By now you have no doubt heard of "colony collapse," a strange virus-like affliction that is mysteriously causing bee colonies to disappear, taking with them the pollinating work so critical to the food supply.
There is no explanation for why this is occuring, although there are lots of theories. But Olivia Judson, the fascinating scientist who writes an op-ed column in the New York Times that attempts to explain the world to the rest of us, makes the case that bees don't have a corner on the pollination market.
Judson writes that flowering plants are the largest, most successful group of plants on the planet today -- more than a quarter million different species, nearly 10 times more than all the other types of plants added together. (In contrast, there are only 58,000 different species of living things.)

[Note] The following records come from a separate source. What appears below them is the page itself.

//! Blocking HTTP fetch client. One GET per call; no retries, no cookies.

use crate::scraper::error::ScraperError;
use std::time::Duration;

const DEFAULT_USER_AGENT: &str =
    "Mozilla/5.0 (compatible; sekaiscrape/0.1; +https://github.com/sekaiscrape)";
const DEFAULT_TIMEOUT_SECS: u64 = 30;

/// Blocking HTTP client returning page bodies as text.
#[derive(Debug, Clone)]
pub struct FetchClient {
    inner: reqwest::blocking::Client,
}

impl FetchClient {
    /// Build a client with default User-Agent and timeout.
    pub fn new() -> Result<Self, reqwest::Error> {
        Self::builder().build()
    }

    /// Builder for custom User-Agent and/or timeout.
    pub fn builder() -> FetchClientBuilder {
        FetchClientBuilder::default()
    }

    /// GET `url` and return the body.
    ///
    /// Transport failures map to [ScraperError::Network], non-2xx responses to
    /// [ScraperError::HttpStatus]. The caller decides whether a 404 means "not found".
    pub fn fetch(&self, url: &str) -> Result<String, ScraperError> {
        log::debug!("GET {}", url);
        let response = self
            .inner
            .get(url)
            .send()
            .map_err(|e| ScraperError::Network {
                url: url.to_string(),
                source: e,
            })?;
        let status = response.status();
        if !status.is_success() {
            log::debug!("GET {} -> HTTP {}", url, status.as_u16());
            return Err(ScraperError::HttpStatus {
                status: status.as_u16(),
                url: url.to_string(),
            });
        }
        response.text().map_err(|e| ScraperError::BodyRead {
            url: url.to_string(),
            source: e,
        })
    }
}

/// Builder for FetchClient with optional User-Agent and timeout.
#[derive(Debug)]
pub struct FetchClientBuilder {
    user_agent: Option<String>,
    timeout_secs: u64,
}

impl Default for FetchClientBuilder {
    fn default() -> Self {
        Self {
            user_agent: None,
            timeout_secs: DEFAULT_TIMEOUT_SECS,
        }
    }
}

impl FetchClientBuilder {
    /// Set a custom User-Agent.
    pub fn user_agent(mut self, ua: impl Into<String>) -> Self {
        self.user_agent = Some(ua.into());
        self
    }

    /// Set request timeout in seconds. Default 30.
    pub fn timeout_secs(mut self, secs: u64) -> Self {
        self.timeout_secs = secs;
        self
    }

    pub fn build(self) -> Result<FetchClient, reqwest::Error> {
        let user_agent = self
            .user_agent
            .unwrap_or_else(|| DEFAULT_USER_AGENT.to_string());
        let inner = reqwest::blocking::Client::builder()
            .user_agent(user_agent)
            .timeout(Duration::from_secs(self.timeout_secs))
            .build()?;
        Ok(FetchClient { inner })
    }
}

And they didn't get this successful by relying exclusively on bees. Other animals and the wind have done the job of pollinating, too.
She writes that plants seem to have a dual capacity to be pollinated by bees or by throwing their pollen into the wind, and perhaps they switch from one to the other to meet their needs, such as when the insect population isn't holding up its end.
"A bee, after all, can only carry so much pollen at once. The wind is not so limited." But, the wind can be a "fickle and inefficient messager."
The bottom line is that the disappearance of bees is a problem. Orchards and other farms are paying huge premiums to import a diminishing number of bees to get the job done in the spring.
But those clever flowering plants do not seem to have put all their pollinating eggs in one basket.